Task:
Each line with the string "CHERRY" is to be copied from the records below.

(Source data)

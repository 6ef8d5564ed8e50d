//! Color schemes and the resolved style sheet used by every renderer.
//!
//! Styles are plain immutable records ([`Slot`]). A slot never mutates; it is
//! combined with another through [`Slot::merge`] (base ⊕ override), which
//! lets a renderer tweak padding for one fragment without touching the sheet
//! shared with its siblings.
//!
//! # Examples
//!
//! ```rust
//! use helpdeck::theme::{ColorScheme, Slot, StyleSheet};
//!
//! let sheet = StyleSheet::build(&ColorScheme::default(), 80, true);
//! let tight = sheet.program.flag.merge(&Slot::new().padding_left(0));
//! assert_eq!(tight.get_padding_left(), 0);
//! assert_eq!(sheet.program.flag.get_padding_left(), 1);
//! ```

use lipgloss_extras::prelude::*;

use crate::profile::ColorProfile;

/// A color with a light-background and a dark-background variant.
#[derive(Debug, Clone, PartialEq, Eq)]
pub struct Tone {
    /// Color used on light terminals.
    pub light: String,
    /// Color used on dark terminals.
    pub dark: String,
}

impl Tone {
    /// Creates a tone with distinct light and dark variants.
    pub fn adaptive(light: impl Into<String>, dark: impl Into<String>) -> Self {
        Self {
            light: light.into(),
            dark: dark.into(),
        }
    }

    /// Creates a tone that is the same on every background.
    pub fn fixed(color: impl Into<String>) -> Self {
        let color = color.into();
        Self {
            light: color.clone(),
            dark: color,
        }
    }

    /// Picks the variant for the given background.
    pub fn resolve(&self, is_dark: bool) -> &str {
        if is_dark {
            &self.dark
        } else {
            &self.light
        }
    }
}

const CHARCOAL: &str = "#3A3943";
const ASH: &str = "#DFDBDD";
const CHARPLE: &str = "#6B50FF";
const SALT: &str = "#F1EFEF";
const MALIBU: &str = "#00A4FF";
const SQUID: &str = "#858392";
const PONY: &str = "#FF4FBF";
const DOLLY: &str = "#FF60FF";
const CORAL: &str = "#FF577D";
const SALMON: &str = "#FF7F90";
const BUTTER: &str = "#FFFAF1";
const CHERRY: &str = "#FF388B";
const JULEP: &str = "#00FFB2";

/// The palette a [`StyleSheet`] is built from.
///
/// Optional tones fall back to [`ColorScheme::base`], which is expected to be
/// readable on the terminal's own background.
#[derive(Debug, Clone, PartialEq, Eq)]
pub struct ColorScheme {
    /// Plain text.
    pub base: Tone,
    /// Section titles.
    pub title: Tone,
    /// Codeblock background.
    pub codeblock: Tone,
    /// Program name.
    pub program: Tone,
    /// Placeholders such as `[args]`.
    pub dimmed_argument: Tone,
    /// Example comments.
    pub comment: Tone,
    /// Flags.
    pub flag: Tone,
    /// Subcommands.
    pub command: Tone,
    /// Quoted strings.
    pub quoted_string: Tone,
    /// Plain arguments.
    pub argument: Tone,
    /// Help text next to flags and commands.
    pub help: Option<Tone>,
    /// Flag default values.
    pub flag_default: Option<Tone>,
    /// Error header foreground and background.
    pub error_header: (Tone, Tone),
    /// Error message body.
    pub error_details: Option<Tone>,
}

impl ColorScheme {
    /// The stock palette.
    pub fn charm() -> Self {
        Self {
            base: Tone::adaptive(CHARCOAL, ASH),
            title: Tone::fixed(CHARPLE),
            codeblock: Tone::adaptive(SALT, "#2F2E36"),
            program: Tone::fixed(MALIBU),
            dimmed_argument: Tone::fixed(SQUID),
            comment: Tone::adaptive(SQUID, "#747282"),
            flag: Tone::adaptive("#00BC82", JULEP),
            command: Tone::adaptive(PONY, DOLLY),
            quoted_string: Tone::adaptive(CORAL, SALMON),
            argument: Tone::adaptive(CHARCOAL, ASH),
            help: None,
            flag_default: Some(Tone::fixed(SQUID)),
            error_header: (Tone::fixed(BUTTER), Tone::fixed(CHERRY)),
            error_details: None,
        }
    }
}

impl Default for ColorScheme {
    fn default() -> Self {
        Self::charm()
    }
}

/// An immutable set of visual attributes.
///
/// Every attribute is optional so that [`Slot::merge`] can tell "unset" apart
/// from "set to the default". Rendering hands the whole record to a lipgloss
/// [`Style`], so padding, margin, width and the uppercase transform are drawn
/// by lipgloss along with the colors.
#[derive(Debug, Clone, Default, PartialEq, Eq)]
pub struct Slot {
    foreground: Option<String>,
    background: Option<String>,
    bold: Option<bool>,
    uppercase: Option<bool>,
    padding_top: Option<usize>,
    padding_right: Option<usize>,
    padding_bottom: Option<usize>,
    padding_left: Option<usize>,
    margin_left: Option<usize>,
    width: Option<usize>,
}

(End Source data)
(Source data)

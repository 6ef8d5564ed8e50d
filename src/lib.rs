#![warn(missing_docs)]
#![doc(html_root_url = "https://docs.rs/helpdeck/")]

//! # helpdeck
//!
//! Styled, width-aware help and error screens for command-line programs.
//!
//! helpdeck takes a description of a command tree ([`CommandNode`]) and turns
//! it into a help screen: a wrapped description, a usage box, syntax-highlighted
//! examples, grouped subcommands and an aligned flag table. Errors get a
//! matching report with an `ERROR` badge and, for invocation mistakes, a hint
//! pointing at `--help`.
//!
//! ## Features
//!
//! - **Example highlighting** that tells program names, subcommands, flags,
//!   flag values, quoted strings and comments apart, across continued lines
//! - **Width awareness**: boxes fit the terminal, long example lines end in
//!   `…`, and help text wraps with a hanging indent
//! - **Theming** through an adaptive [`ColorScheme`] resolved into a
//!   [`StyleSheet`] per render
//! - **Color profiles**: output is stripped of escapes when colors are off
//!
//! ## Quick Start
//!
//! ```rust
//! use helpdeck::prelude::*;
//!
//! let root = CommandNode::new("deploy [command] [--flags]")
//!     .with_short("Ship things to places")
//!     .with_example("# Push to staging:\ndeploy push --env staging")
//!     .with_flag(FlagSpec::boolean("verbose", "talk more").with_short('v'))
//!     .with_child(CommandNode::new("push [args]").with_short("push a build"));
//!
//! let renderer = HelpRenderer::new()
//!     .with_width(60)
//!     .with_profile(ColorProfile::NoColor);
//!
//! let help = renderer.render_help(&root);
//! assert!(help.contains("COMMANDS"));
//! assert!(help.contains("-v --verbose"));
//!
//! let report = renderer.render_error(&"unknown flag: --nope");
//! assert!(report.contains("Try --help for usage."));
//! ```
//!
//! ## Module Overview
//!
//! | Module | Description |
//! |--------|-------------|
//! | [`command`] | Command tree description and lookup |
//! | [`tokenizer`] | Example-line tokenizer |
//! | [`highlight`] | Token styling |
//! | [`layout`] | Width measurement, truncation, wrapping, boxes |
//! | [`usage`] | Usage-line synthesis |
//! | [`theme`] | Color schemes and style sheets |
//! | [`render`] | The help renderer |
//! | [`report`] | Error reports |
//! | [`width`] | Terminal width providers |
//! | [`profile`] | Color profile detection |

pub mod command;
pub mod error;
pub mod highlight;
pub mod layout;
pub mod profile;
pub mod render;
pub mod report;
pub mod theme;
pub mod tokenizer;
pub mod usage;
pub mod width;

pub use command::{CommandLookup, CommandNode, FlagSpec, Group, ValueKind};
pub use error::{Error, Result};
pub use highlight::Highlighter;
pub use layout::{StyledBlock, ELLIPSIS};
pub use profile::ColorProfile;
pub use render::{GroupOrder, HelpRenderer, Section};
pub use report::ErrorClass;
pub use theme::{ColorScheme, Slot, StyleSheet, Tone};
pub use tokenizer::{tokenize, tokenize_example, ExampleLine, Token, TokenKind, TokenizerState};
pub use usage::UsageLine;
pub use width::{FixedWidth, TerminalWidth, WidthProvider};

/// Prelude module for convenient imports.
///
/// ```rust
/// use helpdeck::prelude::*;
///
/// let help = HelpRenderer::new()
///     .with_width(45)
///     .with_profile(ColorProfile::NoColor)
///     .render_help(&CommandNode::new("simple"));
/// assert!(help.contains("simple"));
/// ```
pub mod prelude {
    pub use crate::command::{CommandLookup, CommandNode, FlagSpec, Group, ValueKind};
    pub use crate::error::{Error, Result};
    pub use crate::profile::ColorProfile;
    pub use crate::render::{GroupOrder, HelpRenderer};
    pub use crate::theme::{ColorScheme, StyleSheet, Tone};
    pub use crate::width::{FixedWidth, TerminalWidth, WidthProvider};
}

(End Source data)

Answer to the problem:
const CHERRY: &str = "#FF388B";
            error_header: (Tone::fixed(BUTTER), Tone::fixed(CHERRY)),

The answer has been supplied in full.